I think it always reasonable to monitor the residual volume at least in the short term, especially in susceptible patients (e.g. diabetics), but this is much less likely to be a problem compared with anticholinergics.

Mirabegron may enhance the action of some drugs such as metoprolol and digoxin, so if the patient is on these there is a need in the short term to confirm bradycardia or hypotension do not develop.  Dose adjustments may be required for some other drugs including sotalol, amiodarone, ketoconazole, clarithromycin and erythromycin.

Mirabegron comes as 25 gm and 50 mg tablets and is prescribed as once a day therapy.  It is a prolonged release tablet, so must NOT be cut, but both doses are the same price.  $55 a month is a competitive price.

 

Q: What is the causative mechanism between stroke and OAB and the resulting symptoms of an overactive bladder?

A: Normal inhibitory neuronal pathways allow us to defer voiding till socially convenient.  These inhibitory pathways may be damaged by stroke, leading to involuntary detrusor contractions and “OAB”.  In acute stroke, there is usually a degree of oedema around the infarcted area.  This oedema may contribute to the risk of this happening, but will settle with time, and so some will lose their OAB symptoms during stroke recovery.

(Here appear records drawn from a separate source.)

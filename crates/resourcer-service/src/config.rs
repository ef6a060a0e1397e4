use std::collections::BTreeMap;
use std::env;
use std::fmt;
use std::fs;
use std::path::Path;
use std::time::Duration;

use anyhow::{Context, Result};
use serde::{Deserialize, Deserializer, de};
use tracing::level_filters::LevelFilter;

use crate::requests::{LogMode, RetryConfig};

/// Controls the log format
#[derive(Clone, Copy, Debug, Eq, PartialEq, Deserialize)]
#[serde(rename_all = "lowercase")]
pub enum LogFormat {
    /// Human readable lines
    Simplified,
    /// Dump out JSON lines
    Json,
}

/// Controls the logging system.
#[derive(Clone, Debug, Deserialize)]
#[serde(default)]
pub struct Logging {
    /// The log level.
    #[serde(deserialize_with = "deserialize_level_filter")]
    pub level: LevelFilter,
    /// Controls the log format.
    pub format: LogFormat,
}

impl Default for Logging {
    fn default() -> Self {
        Logging {
            level: LevelFilter::INFO,
            format: LogFormat::Json,
        }
    }
}

/// Control the metrics.
#[derive(Clone, Debug, Deserialize)]
#[serde(default)]
pub struct Metrics {
    /// host/port of statsd instance
    pub statsd: Option<String>,
    /// The prefix that should be added to all metrics.
    pub prefix: String,
    /// A map containing custom tags and their values.
    ///
    /// These tags will be appended to every metric.
    pub custom_tags: BTreeMap<String, String>,
}

impl Default for Metrics {
    fn default() -> Self {
        Metrics {
            statsd: env::var("STATSD_SERVER").ok(),
            prefix: "resourcer".into(),
            custom_tags: BTreeMap::new(),
        }
    }
}

/// Controls what happens to requests nobody holds anymore.
#[derive(Clone, Debug, Deserialize, PartialEq, Eq)]
#[serde(default)]
pub struct CacheConfig {
    /// How many released requests are kept around for reuse.
    ///
    /// Once more requests are released, the least recently used one is destroyed.
    pub max_stale: usize,
    /// Whether a fetch that is still running when the last consumer releases the request is
    /// allowed to finish, so the result can be reused.
    pub keep_active_requests_into_stale: bool,
    /// How long a released request may stay unused before it is destroyed.
    ///
    /// `None` keeps it until capacity pressure evicts it.
    #[serde(with = "humantime_serde")]
    pub stale_ttl: Option<Duration>,
}

impl Default for CacheConfig {
    fn default() -> Self {
        Self {
            max_stale: 100,
            keep_active_requests_into_stale: true,
            stale_ttl: None,
        }
    }
}

/// Configures one [`RequestHandler`](crate::requests::RequestHandler).
#[derive(Clone, Debug, Deserialize, PartialEq)]
#[serde(default)]
pub struct HandlerConfig {
    /// Identifies the handler in logs and metrics.
    pub name: String,
    pub logging: LogMode,
    pub cache: CacheConfig,
    pub retry: RetryConfig,
}

impl Default for HandlerConfig {
    fn default() -> Self {
        Self {
            name: "requests".into(),
            logging: LogMode::default(),
            cache: CacheConfig::default(),
            retry: RetryConfig::default(),
        }
    }
}

impl HandlerConfig {
    pub fn named(name: impl Into<String>) -> Self {
        Self {
            name: name.into(),
            ..Self::default()
        }
    }
}

#[derive(Clone, Debug, Default, Deserialize)]
#[serde(default)]
pub struct Config {
    pub logging: Logging,
    pub metrics: Metrics,
    /// Configuration of the request handlers, by name.
    pub handlers: BTreeMap<String, HandlerConfig>,
}

impl Config {
    pub fn get(path: Option<&Path>) -> Result<Self> {
        match path {
            Some(path) => Self::from_reader(
                fs::File::open(path).context("failed to open configuration file")?,
            ),
            None => Ok(Config::default()),
        }
    }

    fn from_reader(mut reader: impl std::io::Read) -> Result<Self> {
        let mut config = String::new();
        reader
            .read_to_string(&mut config)
            .context("failed reading config file")?;
        // check for empty files explicitly
        if config.trim().is_empty() {
            anyhow::bail!("config file empty");
        }
        let mut config: Self =
            serde_yaml::from_str(&config).context("failed to parse config YAML")?;
        for (name, handler) in &mut config.handlers {
            if handler.name.is_empty() || handler.name == HandlerConfig::default().name {
                handler.name = name.clone();
            }
        }
        Ok(config)
    }

    /// The configuration of the handler called `name`, falling back to defaults.
    pub fn handler(&self, name: &str) -> HandlerConfig {
        self.handlers
            .get(name)
            .cloned()
            .unwrap_or_else(|| HandlerConfig::named(name))
    }
}

#[derive(Debug)]
struct LevelFilterVisitor;

impl<'de> de::Visitor<'de> for LevelFilterVisitor {
    type Value = LevelFilter;

    fn expecting(&self, formatter: &mut fmt::Formatter) -> std::fmt::Result {
        write!(
            formatter,
            r#"one of the strings "off", "error", "warn", "info", "debug", or "trace""#
        )
    }

    fn visit_str<E>(self, v: &str) -> Result<Self::Value, E>
    where
        E: de::Error,
    {
        match v {
            "off" => Ok(LevelFilter::OFF),
            "error" => Ok(LevelFilter::ERROR),
            "warn" => Ok(LevelFilter::WARN),
            "info" => Ok(LevelFilter::INFO),
            "debug" => Ok(LevelFilter::DEBUG),
            "trace" => Ok(LevelFilter::TRACE),
            _ => Err(de::Error::unknown_variant(
                v,
                &["off", "error", "warn", "info", "debug", "trace"],
            )),
        }
    }
}

fn deserialize_level_filter<'de, D: Deserializer<'de>>(
    deserializer: D,
) -> Result<LevelFilter, D::Error> {
    deserializer.deserialize_str(LevelFilterVisitor)
}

Normal voiding occurs by suppressing the above-stated inhibitory pathway – i.e. we disinhibit to allow normal voiding to start, even without the urge to void being present.  This ability to disinhibit can also be damaged in stroke, so that affected persons may not be able to initiate voiding, at least not unless they have the urge to void.

 

Q: Are different types of strokes associated with different types of incontinence?  

A: The different types of stroke are infarction and haemorrhage.  But it is the site of the stroke, rather than the type that influences the type of incontinence.  The vast majority of strokes causing lower urinary tract symptoms, cause detrusor overactivity (urge incontinence, “OAB”).   A very small number of stroke victims develop an underactive bladder, although in my experience this often improves.

 

Q: Are all spinal patients instructed to carry GTN with them at all times? Or is there a standard practice in relation to Autonomic Dysreflexia?

A: Autonomic dysreflexia only occurs with spinal lesions at or above T4-T6.  All those with lesions in these areas should carry GTN.  This is critical in those with spinal trauma.  For lower lesions GTN is not required.

 

Q: When you mention radical pelvic surgery, can you expand on the type of radical surgery that you are talking about, e.g. radical prostatectomy, major surgery for bowel cancer & major gynaecological cancers and why these can cause urinary problems?

A: Major pelvic surgery may damage the pelvic nerves and cause detrusor underactivity or acontractility affecting bladder emptying.  Occasionally stress incontinence may arise from damage to the innervation of the sphincter mechanism.  Most cases are for gynaecological or distal bowel cancer, but can be for benign disease such as a ruptured diverticular abscess.  Such outcomes occasionally also occur after hysterectomy for benign disease.

Radical prostatectomy may result in stress incontinence, but will not directly affect bladder function.